Unlike other investment opportunities, limited partners can quickly exit a business if they need arises. Limited partners can be replaced with others at any given time as long as the general partners have given their permission for this to happen or have refused to purchase the limited partnership stake. This means exit issues that venture capitalists see in other businesses don’t exist in this structure of business.

The Cons of a Limited Partnership

1. Profits are treated as personal income.
Every managing partner in a limited partnership is taxed on their personal income returns at the end of the tax year. This means that the taxes are considered to be pass-through, but that means needing to pay the self-employment tax in addition to regular income taxes. Business taxes aren’t imposed to the business itself and the limited partner only pays taxes on any profits that are distributed to them as they would with any other investment income.

2. General partners in a limited partnership are personally reliable for business debts.
This is actually a double disadvantage. Managing members of a limited partnership are personally responsible for any debts that their business creates. This means their personal assets can be ordered to be used to pay for outstanding business debts, just as a sole proprietorship can have this happen. The second issue here is that partners are also personally responsible for the debts created by one another. If one partner creates $100,000 of debt while the other creates $30k of profits, both partners are liable for $35k of debt each.

3. Fundraising can be extremely difficult.
There is a lot of potential liability when it comes to a limited partnership, which means there isn’t a lot of opportunities to raise money or find investors to back a good idea. Investors coming into a limited partnership automatically assume a share of the debt if they become a general partner and that’s not something most investors are going to wanted to do if they want to have any control over how the business is operated. The only hope here is to sell more equity to another passive investor.

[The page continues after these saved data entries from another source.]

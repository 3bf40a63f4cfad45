//! Role lookup error types.

/// Kinds of role errors.
#[derive(Debug, Clone, PartialEq, Eq, Hash, PartialOrd, Ord, derive_more::Display)]
pub enum RoleErrorKind {
    /// Tag does not name one of the known roles
    #[display("Unknown role tag: {:?}", _0)]
    UnknownTag(String),
}

/// Role error with location tracking.
///
/// # Examples
///
/// ```
/// use colloquy_error::{RoleError, RoleErrorKind};
///
/// let err = RoleError::new(RoleErrorKind::UnknownTag("moderator".to_string()));
/// assert!(format!("{}", err).contains("moderator"));
/// ```
#[derive(Debug, Clone, derive_more::Display, derive_more::Error)]
#[display("Role Error: {} at line {} in {}", kind, line, file)]
pub struct RoleError {
    /// The kind of error that occurred
    pub kind: RoleErrorKind,
    /// Line number where error was created
    pub line: u32,
    /// File where error was created
    pub file: &'static str,
}

impl RoleError {
    /// Create a new role error with automatic location tracking.
    #[track_caller]
    pub fn new(kind: RoleErrorKind) -> Self {
        let location = std::panic::Location::caller();
        Self {
            kind,
            line: location.line(),
            file: location.file(),
        }
    }

    /// Shorthand for an [`RoleErrorKind::UnknownTag`] error.
    #[track_caller]
    pub fn unknown_tag(tag: impl Into<String>) -> Self {
        Self::new(RoleErrorKind::UnknownTag(tag.into()))
    }
}
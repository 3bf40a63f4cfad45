//! Role types for conversation participants.

use colloquy_error::RoleError;
use serde::{Deserialize, Serialize};

/// The participant a chat message is attributed to.
///
/// The set is closed: a `Role` can only be one of the four variants, and each
/// variant carries a fixed lowercase tag that is also its wire value.
///
/// # Examples
///
/// ```
/// use colloquy_core::Role;
///
/// assert_eq!(Role::from_tag("assistant"), Some(Role::Assistant));
/// assert_eq!(Role::from_tag("Assistant"), None);
/// assert_eq!(Role::System.as_tag(), "system");
///
/// // Display renders the tag
/// assert_eq!(format!("{}", Role::Function), "function");
/// ```
#[derive(
    Debug,
    Clone,
    Copy,
    PartialEq,
    Eq,
    PartialOrd,
    Ord,
    Hash,
    Serialize,
    Deserialize,
    derive_more::Display,
    strum::EnumIter,
    strum::EnumCount,
)]
#[serde(rename_all = "lowercase")]
pub enum Role {
    /// System messages provide context and instructions
    #[display("system")]
    System,
    /// User messages are from the human
    #[display("user")]
    User,
    /// Assistant messages are from the model
    #[display("assistant")]
    Assistant,
    /// Function messages carry the result of a function call
    #[display("function")]
    Function,
}

impl Role {
    /// Every role, in declaration order.
    pub const ALL: [Role; 4] = [Role::System, Role::User, Role::Assistant, Role::Function];

    /// Looks up a role by its exact tag.
    ///
    /// Matching is case-sensitive with no trimming. Returns `None` for
    /// anything that is not one of the four tags; what to do about that is
    /// the caller's decision.
    pub fn from_tag(tag: &str) -> Option<Self> {
        match tag {
            "system" => Some(Role::System),
            "user" => Some(Role::User),
            "assistant" => Some(Role::Assistant),
            "function" => Some(Role::Function),
            _ => None,
        }
    }

    /// Returns the tag sent on the wire for this role.
    pub const fn as_tag(&self) -> &'static str {
        match self {
            Role::System => "system",
            Role::User => "user",
            Role::Assistant => "assistant",
            Role::Function => "function",
        }
    }

    /// True for [`Role::System`].
    pub const fn is_system(&self) -> bool {
        matches!(self, Role::System)
    }

    /// True for [`Role::User`].
    pub const fn is_user(&self) -> bool {
        matches!(self, Role::User)
    }

    /// True for [`Role::Assistant`].
    pub const fn is_assistant(&self) -> bool {
        matches!(self, Role::Assistant)
    }

    /// True for [`Role::Function`].
    pub const fn is_function(&self) -> bool {
        matches!(self, Role::Function)
    }
}

impl std::str::FromStr for Role {
    type Err = RoleError;

    /// Strict parse: same lookup as [`Role::from_tag`], but unknown tags are an error.
    fn from_str(s: &str) -> Result<Self, Self::Err> {
        Role::from_tag(s).ok_or_else(|| RoleError::unknown_tag(s))
    }
}

impl TryFrom<&str> for Role {
    type Error = RoleError;

    fn try_from(tag: &str) -> Result<Self, Self::Error> {
        tag.parse()
    }
}

impl From<Role> for &'static str {
    fn from(role: Role) -> Self {
        role.as_tag()
    }
}

impl AsRef<str> for Role {
    fn as_ref(&self) -> &str {
        self.as_tag()
    }
}
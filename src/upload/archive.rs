use crate::error::{BackupError, Result};
use std::fs::File;
use std::io::{self, BufReader, BufWriter, Seek, Write};
use std::path::Path;
use tempfile::NamedTempFile;
use tokio_util::sync::CancellationToken;
use tracing::debug;
use walkdir::WalkDir;
use zip::write::SimpleFileOptions;
use zip::{CompressionMethod, ZipWriter};

const TEMP_PREFIX: &str = "ch_backup_";

// Symlinks are followed and archived under their own path; link loops and
// dangling links fail the archive.
pub fn zip_directory<W: Write + Seek>(
    source_dir: &Path,
    writer: W,
    token: &CancellationToken,
) -> Result<W> {
    if !source_dir.is_dir() {
        return Err(BackupError::Io(io::Error::new(
            io::ErrorKind::NotFound,
            format!("{} is not a directory", source_dir.display()),
        )));
    }

    let mut zip = ZipWriter::new(writer);
    let mut entries = 0usize;

    for entry in WalkDir::new(source_dir).follow_links(true).sort_by_file_name() {
        let entry = entry?;
        if !entry.file_type().is_file() {
            continue;
        }
        if token.is_cancelled() {
            return Err(BackupError::Cancelled);
        }

        let relative = entry
            .path()
            .strip_prefix(source_dir)
            .map_err(|e| BackupError::Compression(e.to_string()))?;
        let name = entry_name(relative);

        let source = File::open(entry.path())?;
        let size = source.metadata()?.len();
        let options = SimpleFileOptions::default()
            .compression_method(CompressionMethod::Deflated)
            .large_file(size >= u32::MAX as u64);

        debug!("Adding {} as {}", entry.path().display(), name);
        zip.start_file(name, options)?;
        io::copy(&mut BufReader::new(source), &mut zip)?;
        entries += 1;
    }

    let writer = zip.finish()?;
    debug!("Archived {} files from {}", entries, source_dir.display());
    Ok(writer)
}

fn entry_name(relative: &Path) -> String {
    relative
        .components()
        .map(|c| c.as_os_str().to_string_lossy())
        .collect::<Vec<_>>()
        .join("/")
}

pub fn archive_directory(
    source_dir: &Path,
    temp_dir: Option<&Path>,
    token: &CancellationToken,
) -> Result<NamedTempFile> {
    let mut builder = tempfile::Builder::new();
    builder.prefix(TEMP_PREFIX);
    let temp = match temp_dir {
        Some(dir) => builder.tempfile_in(dir)?,
        None => builder.tempfile()?,
    };

    let writer = BufWriter::new(temp.reopen()?);
    let mut writer = zip_directory(source_dir, writer, token)?;
    writer.flush()?;
    writer.get_ref().sync_all()?;
    Ok(temp)
}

4. The business typically needs to be registered with a business registration office.
Unlike a general partnership, limited partnerships still typically require a certain level of state registration. This is because this structure requires one general partner and one limited partner in order to exist. This means the one limited partner is more of a passive investor while the general partner gets to take advantage of all the benefits of being in the structure. For the limited partner, it’s a lot like owning stocks or bonds

5. Limited partners have no voting power.
The only thing that limited partners typically receive for their investment into a partnership is a dividend payment that is based on the profits received. This means they don’t have to pay self-employment taxes on money that is received, but they may have to pay a capital gains tax on any earnings. This is the price to be paid for not having their personal assets be placed at risk assuming they stay out of the day-to-day operations of the business.

6. General partners carry all of the risk.
In many ways, a general partner is just a sole proprietor in this business structure. This is especially true if they are the only general partner in the relationship. This means all liabilities and debts become their personal responsibility because they are seen as the only active management members of the business.

The limited partnership pros and cons show that if compliance issues can be resolved, it can be a relationship that provides a win/win situation. Although there are more personal risks assumed in this business structure than others, the end result can be profitable for everyone involved, especially the limited partner.